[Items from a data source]

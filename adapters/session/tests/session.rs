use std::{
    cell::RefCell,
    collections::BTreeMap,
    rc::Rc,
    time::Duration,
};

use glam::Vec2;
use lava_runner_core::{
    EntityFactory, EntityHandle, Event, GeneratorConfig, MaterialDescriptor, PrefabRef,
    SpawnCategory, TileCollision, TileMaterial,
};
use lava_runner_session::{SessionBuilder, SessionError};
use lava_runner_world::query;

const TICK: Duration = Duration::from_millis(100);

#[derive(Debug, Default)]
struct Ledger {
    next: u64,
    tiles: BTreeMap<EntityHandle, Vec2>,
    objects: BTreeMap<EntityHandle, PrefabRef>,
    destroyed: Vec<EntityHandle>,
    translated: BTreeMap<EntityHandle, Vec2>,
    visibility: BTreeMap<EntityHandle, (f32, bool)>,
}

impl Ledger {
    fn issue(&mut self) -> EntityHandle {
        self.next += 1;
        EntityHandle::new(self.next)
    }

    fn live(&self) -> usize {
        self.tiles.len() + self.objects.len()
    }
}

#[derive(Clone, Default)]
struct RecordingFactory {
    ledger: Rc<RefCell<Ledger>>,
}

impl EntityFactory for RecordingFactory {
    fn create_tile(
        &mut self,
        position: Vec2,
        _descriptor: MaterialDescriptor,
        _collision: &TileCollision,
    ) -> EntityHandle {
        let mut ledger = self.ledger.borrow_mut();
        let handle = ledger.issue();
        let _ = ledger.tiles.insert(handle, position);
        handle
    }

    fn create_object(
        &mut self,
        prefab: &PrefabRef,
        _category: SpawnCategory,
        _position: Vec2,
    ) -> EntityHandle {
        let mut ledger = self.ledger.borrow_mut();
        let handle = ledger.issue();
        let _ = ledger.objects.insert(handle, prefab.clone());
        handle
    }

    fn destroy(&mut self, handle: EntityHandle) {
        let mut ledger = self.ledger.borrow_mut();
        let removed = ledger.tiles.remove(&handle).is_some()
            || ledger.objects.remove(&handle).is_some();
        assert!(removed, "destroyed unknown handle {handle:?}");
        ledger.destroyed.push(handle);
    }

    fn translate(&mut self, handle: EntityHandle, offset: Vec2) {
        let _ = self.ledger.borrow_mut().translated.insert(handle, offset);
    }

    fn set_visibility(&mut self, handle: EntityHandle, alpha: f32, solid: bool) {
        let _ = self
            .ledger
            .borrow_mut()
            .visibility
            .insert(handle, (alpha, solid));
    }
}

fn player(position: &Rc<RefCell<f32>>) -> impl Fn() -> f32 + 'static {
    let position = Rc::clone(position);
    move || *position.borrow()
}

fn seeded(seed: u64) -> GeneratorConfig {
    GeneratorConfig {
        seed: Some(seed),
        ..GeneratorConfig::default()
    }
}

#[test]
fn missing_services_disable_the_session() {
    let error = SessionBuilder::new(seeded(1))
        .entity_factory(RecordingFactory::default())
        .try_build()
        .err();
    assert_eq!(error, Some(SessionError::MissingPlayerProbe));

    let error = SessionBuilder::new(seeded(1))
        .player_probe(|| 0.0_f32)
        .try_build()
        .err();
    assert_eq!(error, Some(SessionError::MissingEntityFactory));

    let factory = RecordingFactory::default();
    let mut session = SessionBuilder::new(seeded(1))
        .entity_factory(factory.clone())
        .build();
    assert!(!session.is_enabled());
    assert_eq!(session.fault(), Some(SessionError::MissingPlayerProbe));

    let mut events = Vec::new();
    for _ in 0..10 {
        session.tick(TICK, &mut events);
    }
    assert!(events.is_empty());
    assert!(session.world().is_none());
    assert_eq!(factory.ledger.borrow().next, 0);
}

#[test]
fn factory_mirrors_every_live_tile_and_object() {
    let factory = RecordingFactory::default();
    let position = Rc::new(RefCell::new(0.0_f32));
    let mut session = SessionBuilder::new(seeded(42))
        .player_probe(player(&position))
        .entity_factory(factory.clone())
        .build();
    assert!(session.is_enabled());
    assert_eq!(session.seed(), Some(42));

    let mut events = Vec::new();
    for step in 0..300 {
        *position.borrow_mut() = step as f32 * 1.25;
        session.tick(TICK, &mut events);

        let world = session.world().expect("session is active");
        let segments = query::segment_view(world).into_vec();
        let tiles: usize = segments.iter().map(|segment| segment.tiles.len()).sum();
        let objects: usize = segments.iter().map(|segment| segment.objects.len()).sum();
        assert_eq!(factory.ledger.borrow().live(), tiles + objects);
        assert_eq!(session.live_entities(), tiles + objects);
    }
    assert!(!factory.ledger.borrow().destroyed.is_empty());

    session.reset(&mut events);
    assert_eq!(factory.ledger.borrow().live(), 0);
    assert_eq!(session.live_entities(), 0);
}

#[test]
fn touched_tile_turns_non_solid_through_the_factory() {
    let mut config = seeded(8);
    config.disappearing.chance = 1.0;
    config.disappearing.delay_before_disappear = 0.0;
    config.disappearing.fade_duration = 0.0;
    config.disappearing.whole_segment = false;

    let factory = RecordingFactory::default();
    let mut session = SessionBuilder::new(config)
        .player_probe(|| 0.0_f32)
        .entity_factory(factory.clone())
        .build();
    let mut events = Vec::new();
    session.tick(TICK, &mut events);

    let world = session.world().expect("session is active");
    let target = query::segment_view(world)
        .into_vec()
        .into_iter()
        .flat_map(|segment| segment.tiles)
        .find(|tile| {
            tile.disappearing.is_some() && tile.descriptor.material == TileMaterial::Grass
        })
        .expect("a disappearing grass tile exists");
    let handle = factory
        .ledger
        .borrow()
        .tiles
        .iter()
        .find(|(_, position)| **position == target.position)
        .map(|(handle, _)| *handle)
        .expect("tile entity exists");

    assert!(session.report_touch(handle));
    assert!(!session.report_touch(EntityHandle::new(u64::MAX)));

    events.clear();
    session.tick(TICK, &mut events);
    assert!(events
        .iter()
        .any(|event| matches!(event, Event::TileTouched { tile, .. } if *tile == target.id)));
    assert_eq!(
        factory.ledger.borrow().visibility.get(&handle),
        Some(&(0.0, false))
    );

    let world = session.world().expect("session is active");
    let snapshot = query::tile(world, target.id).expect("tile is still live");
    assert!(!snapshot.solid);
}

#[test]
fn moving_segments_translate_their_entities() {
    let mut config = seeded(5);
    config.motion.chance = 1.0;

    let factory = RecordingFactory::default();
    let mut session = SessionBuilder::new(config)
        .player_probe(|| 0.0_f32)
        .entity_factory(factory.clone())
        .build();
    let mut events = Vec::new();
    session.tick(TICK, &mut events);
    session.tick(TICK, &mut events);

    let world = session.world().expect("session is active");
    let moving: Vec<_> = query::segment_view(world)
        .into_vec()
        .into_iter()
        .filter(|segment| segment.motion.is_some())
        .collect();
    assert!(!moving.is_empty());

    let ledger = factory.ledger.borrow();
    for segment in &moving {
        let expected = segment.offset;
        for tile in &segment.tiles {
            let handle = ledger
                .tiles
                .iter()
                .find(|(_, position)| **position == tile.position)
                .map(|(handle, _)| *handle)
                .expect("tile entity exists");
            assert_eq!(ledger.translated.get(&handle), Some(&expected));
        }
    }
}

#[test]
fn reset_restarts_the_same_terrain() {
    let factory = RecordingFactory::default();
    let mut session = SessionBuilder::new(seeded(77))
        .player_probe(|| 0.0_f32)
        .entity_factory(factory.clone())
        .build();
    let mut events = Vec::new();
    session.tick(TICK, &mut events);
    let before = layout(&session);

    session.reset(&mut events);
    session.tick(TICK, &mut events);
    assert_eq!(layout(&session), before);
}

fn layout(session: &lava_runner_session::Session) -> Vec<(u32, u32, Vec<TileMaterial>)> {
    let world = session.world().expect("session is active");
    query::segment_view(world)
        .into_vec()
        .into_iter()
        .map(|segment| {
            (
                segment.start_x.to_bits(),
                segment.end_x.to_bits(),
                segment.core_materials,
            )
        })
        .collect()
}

**About this exercise**
Extract each line from the entries above that contains the string "layout".

**Output of the exercise**
    let before = layout(&session);
    assert_eq!(layout(&session), before);
fn layout(session: &lava_runner_session::Session) -> Vec<(u32, u32, Vec<TileMaterial>)> {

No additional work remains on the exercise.